### Work item
Please restate exactly what appears in the records below from the first line to the line where "let (events, _)" is, that line included.

######

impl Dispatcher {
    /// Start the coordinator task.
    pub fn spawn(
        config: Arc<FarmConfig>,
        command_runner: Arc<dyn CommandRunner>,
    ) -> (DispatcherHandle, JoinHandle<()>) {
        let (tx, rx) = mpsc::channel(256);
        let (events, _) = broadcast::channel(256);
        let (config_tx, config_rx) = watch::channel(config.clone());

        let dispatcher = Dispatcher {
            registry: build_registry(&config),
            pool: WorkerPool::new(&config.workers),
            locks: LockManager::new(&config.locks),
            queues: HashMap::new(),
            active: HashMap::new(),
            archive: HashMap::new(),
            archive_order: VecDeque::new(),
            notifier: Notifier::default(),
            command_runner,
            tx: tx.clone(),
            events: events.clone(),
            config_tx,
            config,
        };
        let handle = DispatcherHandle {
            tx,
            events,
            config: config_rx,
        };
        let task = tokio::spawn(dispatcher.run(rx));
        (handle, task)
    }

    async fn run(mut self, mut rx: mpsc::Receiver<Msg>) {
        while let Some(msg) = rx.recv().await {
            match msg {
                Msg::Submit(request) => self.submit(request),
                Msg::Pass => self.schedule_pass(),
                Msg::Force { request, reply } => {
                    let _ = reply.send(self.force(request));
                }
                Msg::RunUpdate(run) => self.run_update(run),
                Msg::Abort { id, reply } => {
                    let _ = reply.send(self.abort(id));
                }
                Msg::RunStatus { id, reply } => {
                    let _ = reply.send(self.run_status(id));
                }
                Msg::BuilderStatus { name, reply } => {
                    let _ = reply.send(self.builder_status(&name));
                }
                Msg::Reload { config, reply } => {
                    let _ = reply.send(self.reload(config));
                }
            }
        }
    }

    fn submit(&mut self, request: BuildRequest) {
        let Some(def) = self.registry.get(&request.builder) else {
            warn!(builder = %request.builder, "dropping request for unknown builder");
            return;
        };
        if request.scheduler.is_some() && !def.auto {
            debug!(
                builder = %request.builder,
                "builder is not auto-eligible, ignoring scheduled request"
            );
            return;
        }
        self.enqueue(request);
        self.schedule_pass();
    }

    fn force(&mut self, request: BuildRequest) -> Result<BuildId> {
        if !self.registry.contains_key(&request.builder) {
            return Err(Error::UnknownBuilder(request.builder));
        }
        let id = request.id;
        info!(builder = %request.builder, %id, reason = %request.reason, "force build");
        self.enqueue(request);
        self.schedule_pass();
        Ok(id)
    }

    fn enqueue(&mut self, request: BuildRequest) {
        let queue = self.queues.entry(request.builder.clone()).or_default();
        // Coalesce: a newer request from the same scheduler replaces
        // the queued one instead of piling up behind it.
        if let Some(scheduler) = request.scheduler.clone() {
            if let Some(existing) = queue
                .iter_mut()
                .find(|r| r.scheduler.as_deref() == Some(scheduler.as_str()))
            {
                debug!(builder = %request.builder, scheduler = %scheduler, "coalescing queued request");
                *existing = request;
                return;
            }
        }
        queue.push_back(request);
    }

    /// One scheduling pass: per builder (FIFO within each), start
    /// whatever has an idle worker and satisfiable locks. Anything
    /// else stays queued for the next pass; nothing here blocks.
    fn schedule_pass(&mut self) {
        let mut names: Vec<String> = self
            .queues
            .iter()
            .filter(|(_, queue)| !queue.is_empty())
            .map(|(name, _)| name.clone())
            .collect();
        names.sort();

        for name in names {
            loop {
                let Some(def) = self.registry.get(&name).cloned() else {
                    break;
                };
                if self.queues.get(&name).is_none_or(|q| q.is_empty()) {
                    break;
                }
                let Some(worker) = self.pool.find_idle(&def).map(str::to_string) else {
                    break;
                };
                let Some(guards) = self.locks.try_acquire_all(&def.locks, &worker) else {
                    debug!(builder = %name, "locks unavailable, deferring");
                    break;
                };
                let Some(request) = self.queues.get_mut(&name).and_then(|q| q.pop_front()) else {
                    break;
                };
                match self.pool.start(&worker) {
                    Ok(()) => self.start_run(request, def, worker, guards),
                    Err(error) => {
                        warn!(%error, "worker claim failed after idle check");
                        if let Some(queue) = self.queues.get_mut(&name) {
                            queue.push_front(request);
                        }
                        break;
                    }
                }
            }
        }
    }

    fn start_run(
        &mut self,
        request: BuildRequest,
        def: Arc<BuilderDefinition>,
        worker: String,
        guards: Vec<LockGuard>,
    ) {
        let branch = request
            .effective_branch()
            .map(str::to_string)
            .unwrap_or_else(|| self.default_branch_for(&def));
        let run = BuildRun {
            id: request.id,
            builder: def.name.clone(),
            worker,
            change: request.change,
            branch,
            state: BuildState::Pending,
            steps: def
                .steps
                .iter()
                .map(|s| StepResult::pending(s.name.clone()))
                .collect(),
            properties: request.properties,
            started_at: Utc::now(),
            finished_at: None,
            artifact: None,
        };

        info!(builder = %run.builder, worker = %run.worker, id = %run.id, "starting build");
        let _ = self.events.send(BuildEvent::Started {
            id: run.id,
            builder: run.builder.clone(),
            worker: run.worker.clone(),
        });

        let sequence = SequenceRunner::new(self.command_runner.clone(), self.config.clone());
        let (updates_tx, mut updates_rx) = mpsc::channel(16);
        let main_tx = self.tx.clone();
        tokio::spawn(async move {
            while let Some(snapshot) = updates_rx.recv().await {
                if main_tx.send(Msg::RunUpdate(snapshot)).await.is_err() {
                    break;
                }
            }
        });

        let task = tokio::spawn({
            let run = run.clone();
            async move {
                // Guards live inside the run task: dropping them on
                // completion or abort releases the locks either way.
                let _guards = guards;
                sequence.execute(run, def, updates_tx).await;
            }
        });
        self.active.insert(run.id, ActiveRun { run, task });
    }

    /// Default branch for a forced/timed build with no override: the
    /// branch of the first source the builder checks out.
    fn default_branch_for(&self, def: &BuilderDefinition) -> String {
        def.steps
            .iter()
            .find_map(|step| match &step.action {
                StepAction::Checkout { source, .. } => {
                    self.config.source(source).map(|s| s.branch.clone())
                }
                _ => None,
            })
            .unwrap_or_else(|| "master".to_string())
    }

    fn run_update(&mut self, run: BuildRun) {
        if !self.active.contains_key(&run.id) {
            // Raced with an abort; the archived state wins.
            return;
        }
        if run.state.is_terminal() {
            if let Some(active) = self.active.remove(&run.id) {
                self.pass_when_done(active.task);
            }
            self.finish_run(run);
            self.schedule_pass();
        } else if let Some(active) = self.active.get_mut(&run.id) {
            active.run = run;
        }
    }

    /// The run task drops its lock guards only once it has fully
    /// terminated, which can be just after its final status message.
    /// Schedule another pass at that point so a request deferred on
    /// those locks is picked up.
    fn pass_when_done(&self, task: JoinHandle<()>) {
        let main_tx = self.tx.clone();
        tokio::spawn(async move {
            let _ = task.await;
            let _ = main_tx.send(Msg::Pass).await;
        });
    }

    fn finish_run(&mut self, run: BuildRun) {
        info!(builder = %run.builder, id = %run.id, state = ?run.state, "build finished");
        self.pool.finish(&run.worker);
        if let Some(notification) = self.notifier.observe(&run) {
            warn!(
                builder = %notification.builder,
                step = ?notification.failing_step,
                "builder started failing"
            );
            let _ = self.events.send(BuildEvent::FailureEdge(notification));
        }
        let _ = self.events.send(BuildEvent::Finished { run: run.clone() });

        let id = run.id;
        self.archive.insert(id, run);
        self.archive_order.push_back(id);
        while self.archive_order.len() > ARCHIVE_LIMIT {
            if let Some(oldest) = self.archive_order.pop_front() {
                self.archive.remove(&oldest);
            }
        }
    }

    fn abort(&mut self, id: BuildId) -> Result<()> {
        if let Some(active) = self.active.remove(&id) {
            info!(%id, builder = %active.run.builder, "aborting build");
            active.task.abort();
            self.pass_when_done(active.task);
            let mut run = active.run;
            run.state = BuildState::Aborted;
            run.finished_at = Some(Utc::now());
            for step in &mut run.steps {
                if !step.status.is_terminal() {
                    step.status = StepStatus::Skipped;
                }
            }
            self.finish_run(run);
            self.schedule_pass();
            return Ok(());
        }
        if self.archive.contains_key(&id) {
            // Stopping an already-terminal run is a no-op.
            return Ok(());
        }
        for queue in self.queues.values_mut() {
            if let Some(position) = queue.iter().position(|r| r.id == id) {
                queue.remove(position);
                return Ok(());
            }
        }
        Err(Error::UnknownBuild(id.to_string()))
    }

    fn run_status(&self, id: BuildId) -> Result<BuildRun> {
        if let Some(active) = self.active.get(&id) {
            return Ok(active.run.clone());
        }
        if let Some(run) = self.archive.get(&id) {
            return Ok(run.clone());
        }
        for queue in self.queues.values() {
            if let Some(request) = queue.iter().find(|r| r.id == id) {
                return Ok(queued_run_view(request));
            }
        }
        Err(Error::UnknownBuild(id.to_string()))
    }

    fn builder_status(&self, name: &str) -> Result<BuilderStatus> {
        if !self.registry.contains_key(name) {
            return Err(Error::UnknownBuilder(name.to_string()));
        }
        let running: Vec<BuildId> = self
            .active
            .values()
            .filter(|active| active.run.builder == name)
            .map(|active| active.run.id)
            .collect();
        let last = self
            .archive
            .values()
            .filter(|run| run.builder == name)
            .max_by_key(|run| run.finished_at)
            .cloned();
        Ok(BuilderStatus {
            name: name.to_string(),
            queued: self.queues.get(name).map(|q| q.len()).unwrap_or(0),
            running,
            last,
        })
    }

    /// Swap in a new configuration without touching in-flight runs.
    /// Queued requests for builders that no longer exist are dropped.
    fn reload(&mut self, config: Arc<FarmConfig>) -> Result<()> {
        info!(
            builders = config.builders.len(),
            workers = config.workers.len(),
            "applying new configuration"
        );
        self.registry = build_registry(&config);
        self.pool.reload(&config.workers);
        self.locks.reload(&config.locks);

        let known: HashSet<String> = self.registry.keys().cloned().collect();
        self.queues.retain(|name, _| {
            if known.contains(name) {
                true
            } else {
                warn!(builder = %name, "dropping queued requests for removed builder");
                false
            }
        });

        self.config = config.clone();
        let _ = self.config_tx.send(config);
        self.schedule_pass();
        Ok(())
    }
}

######

### Result of this exercise
impl Dispatcher {
    /// Start the coordinator task.
    pub fn spawn(
        config: Arc<FarmConfig>,
        command_runner: Arc<dyn CommandRunner>,
    ) -> (DispatcherHandle, JoinHandle<()>) {
        let (tx, rx) = mpsc::channel(256);
        let (events, _) = broadcast::channel(256);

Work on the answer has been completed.